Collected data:
Segment Open
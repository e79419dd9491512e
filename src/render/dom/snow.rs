//! Snowfall DOM layer: one `div.snowflake` per generated parameter set.

use rand::rngs::SmallRng;
use rand::SeedableRng;
use wasm_bindgen::JsCast;
use web_sys::{AnimationEvent, Document, Element, HtmlElement};

use crate::error::{AdventError, Result};
use crate::snowfall::{FlakeGenerator, FlakeParams, SnowfallConfig};

use super::modal::element_by_id;

pub(crate) struct SnowfallView {
    document: Document,
    container: HtmlElement,
    generator: FlakeGenerator<SmallRng>,
}

impl SnowfallView {
    /// Find the snowfall container, creating it at the end of `<body>` if
    /// the page has none.
    pub(crate) fn mount(
        document: &Document,
        id: &str,
        config: SnowfallConfig,
        is_mobile: bool,
    ) -> Result<Self> {
        let container = match element_by_id::<HtmlElement>(document, id) {
            Some(existing) => existing,
            None => {
                let created: HtmlElement = document.create_element("div")?.dyn_into().map_err(|_| {
                    AdventError::Dom("created snowfall container is not an HTMLElement".to_string())
                })?;
                created.set_id(id);
                let _ = created.set_attribute("aria-hidden", "true");
                let body = document
                    .body()
                    .ok_or_else(|| AdventError::Dom("document has no body".to_string()))?;
                body.append_child(&created)?;
                created
            }
        };

        Ok(Self {
            document: document.clone(),
            container,
            generator: FlakeGenerator::new(SmallRng::from_entropy(), config, is_mobile),
        })
    }

    pub(crate) fn container(&self) -> &HtmlElement {
        &self.container
    }

    /// Remove every flake and create a fresh set for the given profile.
    pub(crate) fn rebuild(&mut self, is_mobile: bool) -> Result<()> {
        self.generator.set_mobile(is_mobile);
        self.container.set_inner_html("");
        let count = self.generator.target_count();
        for _ in 0..count {
            let params = self.generator.next_flake();
            let flake = build_flake(&self.document, &params)?;
            self.container.append_child(&flake)?;
        }
        tracing::debug!(count, is_mobile, "snowfall rebuilt");
        Ok(())
    }

    /// Replace a flake whose fall animation just ended.
    ///
    /// Ignores other animations (the drift keyframes end too) and events
    /// from elements that are not flakes. Returns true if a flake was
    /// recycled.
    pub(crate) fn recycle(&mut self, event: &AnimationEvent) -> bool {
        if event.animation_name() != self.generator.config().animation_name {
            return false;
        }
        let Some(node) = event
            .target()
            .and_then(|target| target.dyn_into::<HtmlElement>().ok())
        else {
            return false;
        };
        if !node.class_list().contains("snowflake") {
            return false;
        }

        let params = self.generator.next_flake();
        let replaced = build_flake(&self.document, &params).and_then(|fresh| {
            let parent = node
                .parent_node()
                .ok_or_else(|| AdventError::Dom("flake is detached".to_string()))?;
            parent.replace_child(&fresh, &node)?;
            Ok(())
        });
        if let Err(err) = replaced {
            tracing::debug!(%err, "flake replace failed, restarting in place");
            restart_in_place(&node, &params);
        }
        true
    }
}

fn build_flake(document: &Document, params: &FlakeParams) -> Result<HtmlElement> {
    let element: Element = document.create_element("div")?;
    let flake: HtmlElement = element
        .dyn_into()
        .map_err(|_| AdventError::Dom("created flake is not an HTMLElement".to_string()))?;
    flake.set_class_name(&params.classes().join(" "));
    flake.set_text_content(Some(&params.glyph.to_string()));
    apply_params(&flake, params);
    Ok(flake)
}

fn apply_params(flake: &HtmlElement, params: &FlakeParams) {
    let style = flake.style();
    for (name, value) in params.css_variables() {
        let _ = style.set_property(name, &value);
    }
    let _ = style.set_property("font-size", "var(--flake-size)");
    let _ = style.set_property("left", &format!("{:.3}%", params.left_percent));
    let _ = style.set_property("opacity", &format!("{:.2}", params.opacity));
    let _ = style.set_property("transform", &params.transform());
}

/// Fallback when the node cannot be swapped: new parameters on the same
/// element, then drop and re-add the classes so the animation restarts.
fn restart_in_place(flake: &HtmlElement, params: &FlakeParams) {
    apply_params(flake, params);
    flake.set_class_name("");
    // Reading layout forces a reflow between the two class assignments.
    let _ = flake.offset_width();
    flake.set_class_name(&params.classes().join(" "));
}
Segment Closed
[TASK GOAL]
When you repeat the data, keep each line exactly as given.

[ANSWER BELOW]
repository e79419dd9491512e
filename src/render/dom/snow.rs
//! Snowfall DOM layer: one `div.snowflake` per generated parameter set.

use rand::rngs::SmallRng;
use rand::SeedableRng;
use wasm_bindgen::JsCast;
use web_sys::{AnimationEvent, Document, Element, HtmlElement};

use crate::error::{AdventError, Result};
use crate::snowfall::{FlakeGenerator, FlakeParams, SnowfallConfig};

use super::modal::element_by_id;

pub(crate) struct SnowfallView {
    document: Document,
    container: HtmlElement,
    generator: FlakeGenerator<SmallRng>,
}

impl SnowfallView {
    /// Find the snowfall container, creating it at the end of `<body>` if
    /// the page has none.
    pub(crate) fn mount(
        document: &Document,
        id: &str,
        config: SnowfallConfig,
        is_mobile: bool,
    ) -> Result<Self> {
        let container = match element_by_id::<HtmlElement>(document, id) {
            Some(existing) => existing,
            None => {
                let created: HtmlElement = document.create_element("div")?.dyn_into().map_err(|_| {
                    AdventError::Dom("created snowfall container is not an HTMLElement".to_string())
                })?;
                created.set_id(id);
                let _ = created.set_attribute("aria-hidden", "true");
                let body = document
                    .body()
                    .ok_or_else(|| AdventError::Dom("document has no body".to_string()))?;
                body.append_child(&created)?;
                created
            }
        };

        Ok(Self {
            document: document.clone(),
            container,
            generator: FlakeGenerator::new(SmallRng::from_entropy(), config, is_mobile),
        })
    }

    pub(crate) fn container(&self) -> &HtmlElement {
        &self.container
    }

    /// Remove every flake and create a fresh set for the given profile.
    pub(crate) fn rebuild(&mut self, is_mobile: bool) -> Result<()> {
        self.generator.set_mobile(is_mobile);
        self.container.set_inner_html("");
        let count = self.generator.target_count();
        for _ in 0..count {
            let params = self.generator.next_flake();
            let flake = build_flake(&self.document, &params)?;
            self.container.append_child(&flake)?;
        }
        tracing::debug!(count, is_mobile, "snowfall rebuilt");
        Ok(())
    }

    /// Replace a flake whose fall animation just ended.
    ///
    /// Ignores other animations (the drift keyframes end too) and events
    /// from elements that are not flakes. Returns true if a flake was
    /// recycled.
    pub(crate) fn recycle(&mut self, event: &AnimationEvent) -> bool {
        if event.animation_name() != self.generator.config().animation_name {
            return false;
        }
        let Some(node) = event
            .target()
            .and_then(|target| target.dyn_into::<HtmlElement>().ok())
        else {
            return false;
        };
        if !node.class_list().contains("snowflake") {
            return false;
        }

        let params = self.generator.next_flake();
        let replaced = build_flake(&self.document, &params).and_then(|fresh| {
            let parent = node
                .parent_node()
                .ok_or_else(|| AdventError::Dom("flake is detached".to_string()))?;
            parent.replace_child(&fresh, &node)?;
            Ok(())
        });
        if let Err(err) = replaced {
            tracing::debug!(%err, "flake replace failed, restarting in place");
            restart_in_place(&node, &params);
        }
        true
    }
}

fn build_flake(document: &Document, params: &FlakeParams) -> Result<HtmlElement> {
    let element: Element = document.create_element("div")?;
    let flake: HtmlElement = element
        .dyn_into()
        .map_err(|_| AdventError::Dom("created flake is not an HTMLElement".to_string()))?;
    flake.set_class_name(&params.classes().join(" "));
    flake.set_text_content(Some(&params.glyph.to_string()));
    apply_params(&flake, params);
    Ok(flake)
}

fn apply_params(flake: &HtmlElement, params: &FlakeParams) {
    let style = flake.style();
    for (name, value) in params.css_variables() {
        let _ = style.set_property(name, &value);
    }
    let _ = style.set_property("font-size", "var(--flake-size)");
    let _ = style.set_property("left", &format!("{:.3}%", params.left_percent));
    let _ = style.set_property("opacity", &format!("{:.2}", params.opacity));
    let _ = style.set_property("transform", &params.transform());
}

/// Fallback when the node cannot be swapped: new parameters on the same
/// element, then drop and re-add the classes so the animation restarts.
fn restart_in_place(flake: &HtmlElement, params: &FlakeParams) {
    apply_params(flake, params);
    flake.set_class_name("");
    // Reading layout forces a reflow between the two class assignments.
    let _ = flake.offset_width();
    flake.set_class_name(&params.classes().join(" "));
}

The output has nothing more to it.